SIMPLICITÉ VOLONTAIRE ET IMPLICATION SOCIALE : LES DEUX MAINS DE LA CONTESTATION
Louise Bergeron
Vendredi après-midi, au Groupe-Ressource du Plateau Mont-Royal. Je reçois un téléphone me demandant d’aller parler des groupes d’achats dans une équipe qui fait partie du Mouvement de la simplicité volontaire. « Nous sommes, me dit la voix au téléphone, un groupe de professionnels qui essayons de mettre en cause la société de consommation actuelle. Certains sont fatigués de travailler comme des fous pour simplement consommer un peu plus. L’un de nos membres qui habite seul dans un « condo » nous confiait l’autre soir qu’en regardant de l’autre côté de la cour, il voyait les gens d’une coopérative d’habitation faire la fête. « La qualité de vie n’est pas ici où personne ne semble intéressé à rencontrer son voisin, » ajoutait-il. Bref, vous voyez un peu le genre de monde que nous sommes. Nous aimerions vous entendre sur les groupes d’achats qui semblent être un lieu où se vit une forme de simplicité volontaire intéressante. »

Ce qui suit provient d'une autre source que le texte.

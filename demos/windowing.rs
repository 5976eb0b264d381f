use hosted_forecast::data::{LoadOptions, SeriesLoader};
use hosted_forecast::window::extract_windows;

fn main() -> Result<(), Box<dyn std::error::Error>> {
    println!("Hosted Forecast: Windowing Example");
    println!("==================================\n");

    let path = match std::env::args().nth(1) {
        Some(path) => path,
        None => {
            eprintln!("Usage: windowing <csv-path> [offset...]");
            eprintln!("Expects columns: date, hour, consumption");
            return Ok(());
        }
    };

    let offsets: Vec<usize> = std::env::args()
        .skip(2)
        .map(|arg| arg.parse())
        .collect::<Result<_, _>>()?;
    let offsets = if offsets.is_empty() { vec![0] } else { offsets };

    // Load the series, completing the date column with the hour column
    let options = LoadOptions::new("date", vec!["consumption".to_string()])
        .with_hour_column("hour");
    let series = SeriesLoader::from_csv(&path, &options)?;
    println!("Loaded {} rows from {}", series.len(), path);

    let windows = extract_windows(&series, &offsets, 512, 20)?;
    println!("Extracted {} window pairs:\n", windows.len());

    for pair in windows.iter() {
        let context_timestamps = pair.context.timestamps()?;
        let future_timestamps = pair.future.timestamps()?;
        println!(
            "  {}: context {} .. {}, future {} .. {}",
            pair.context.id(),
            context_timestamps.first().unwrap(),
            context_timestamps.last().unwrap(),
            future_timestamps.first().unwrap(),
            future_timestamps.last().unwrap()
        );
    }

    Ok(())
}
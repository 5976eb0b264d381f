//! Metrics for evaluating forecast performance

use crate::error::{ForecastError, Result};

/// Calculate accuracy metrics for a forecast vs actual values
pub fn forecast_accuracy(forecast: &[f64], actual: &[f64]) -> Result<ForecastAccuracy> {
    if forecast.len() != actual.len() || forecast.is_empty() {
        return Err(ForecastError::Config(
            "Forecast and actual values must have the same non-zero length".to_string(),
        ));
    }

    let n = forecast.len() as f64;

    // Calculate errors
    let errors: Vec<f64> = forecast
        .iter()
        .zip(actual.iter())
        .map(|(&f, &a)| a - f)
        .collect();

    // Mean Absolute Error
    let mae = errors.iter().map(|e| e.abs()).sum::<f64>() / n;

    // Mean Squared Error
    let mse = errors.iter().map(|e| e.powi(2)).sum::<f64>() / n;

    // Root Mean Squared Error
    let rmse = mse.sqrt();

    // Mean Absolute Percentage Error
    let mape = actual
        .iter()
        .zip(errors.iter())
        .filter(|(&a, _)| a != 0.0)
        .map(|(&a, &e)| (e.abs() / a.abs()) * 100.0)
        .sum::<f64>()
        / n;

    // Symmetric Mean Absolute Percentage Error
    let smape = actual
        .iter()
        .zip(forecast.iter())
        .map(|(&a, &f)| {
            let abs_a = a.abs();
            let abs_f = f.abs();
            if abs_a + abs_f == 0.0 {
                0.0
            } else {
                200.0 * (a - f).abs() / (abs_a + abs_f)
            }
        })
        .sum::<f64>()
        / n;

    Ok(ForecastAccuracy {
        mae,
        mse,
        rmse,
        mape,
        smape,
    })
}

/// Forecast accuracy metrics
#[derive(Debug, Clone)]
pub struct ForecastAccuracy {
    /// Mean Absolute Error
    pub mae: f64,
    /// Mean Squared Error
    pub mse: f64,
    /// Root Mean Squared Error
    pub rmse: f64,
    /// Mean Absolute Percentage Error
    pub mape: f64,
    /// Symmetric Mean Absolute Percentage Error
    pub smape: f64,
}

impl std::fmt::Display for ForecastAccuracy {
    fn fmt(&self, f: &mut std::fmt::Formatter<'_>) -> std::fmt::Result {
        writeln!(f, "Forecast Accuracy Metrics:")?;
        writeln!(f, "  MAE:   {:.4}", self.mae)?;
        writeln!(f, "  MSE:   {:.4}", self.mse)?;
        writeln!(f, "  RMSE:  {:.4}", self.rmse)?;
        writeln!(f, "  MAPE:  {:.4}%", self.mape)?;
        writeln!(f, "  SMAPE: {:.4}%", self.smape)?;
        Ok(())
    }
}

Le soir prévu, je me retrouve avec un petit groupe de professionnels. Après les présentations d’usage où l’on me répète ce que mon interlocuteur m’avait dit au téléphone, on me demande de les informer sur les groupes d’achats. Dans ma présentation, je pris soin d’ajouter qu’il s’agissait de groupes coopératifs d’achats.
« Notre groupe ne se réunit pas , en effet, pour simplement épargner en faisant des achats aux prix de gros, ce qui est déjà appréciable. Il essaie de réinventer un autre style de vie où la coopération serait la monnaie courante. C’est ainsi, par exemple, que notre groupe comprend toute sorte de personnes aux statuts économiques très différents. Les participants et les participantes peuvent être des personnes assistées sociales, des chômeurs ou des chômeuses, des personnes handicapées, des travailleurs ou des travailleuses précaires ou encore des travailleurs ou des travailleuses à très bon salaire. Ce qui nous réunit c’est d’abord la recherche d’une autre qualité de vie. Tout le monde se considère comme des citoyens et des citoyennes, c’est-à-dire comme des gens qui ont le droit d’habiter leur cité et de travailler avec les autres pour qu’elle soit habitable. Cet esprit n’est évidemment pas possible sans une solidarité concrète.
C’est parce que nous sommes plusieurs que nous pouvons acheter des caisses de légumes et de fruits et celui qui achète peu jouit des mêmes rabais que celui qui achète beaucoup. Nous avons aussi, comme vous sans doute, ce que nous appelons des « carrefours citoyens » où nous tentons de comprendre ce qui se passe au niveau des projets de loi comme celui sur l’élimination de la pauvreté par exemple ou encore des événements innovateurs comme le Forum mondial de Porto Alegre.
Cet esprit de coopération se traduit aussi dans plusieurs initiatives de co-voiturage, d’échange de menus services et dans l’entraide lors de l’arrivée des commandes. Même nos soupers gourmands deviennent des lieux de nouvelles prises de conscience. Je pense aux représentants de PAJU qui dernièrement nous ont parlé de la situation en Palestine au cours d’un repas préparé sous la baguette d’un de nos membres d’origine turque.
Nous avons fait nôtre le slogan trouvé dans un groupe en France : « Seul, on va plus vite, mais ensemble, on va plus loin. » Inutile d’ajouter que nous voulons aller très loin. »
À la suite de la présentation, certains membres découvrirent que la solidarité avec les gens à revenus précaires leur faisait encore défaut. On peut en effet très bien vivre la simplicité volontaire comme une sorte d’hygiène individuelle sans qu’elle s’épanouisse en solidarité avec les gens simples.
On parla ensuite du groupe d’achats de leur quartier qu’ils et qu’elles pourraient joindre et la soirée se termina dans la bonne humeur.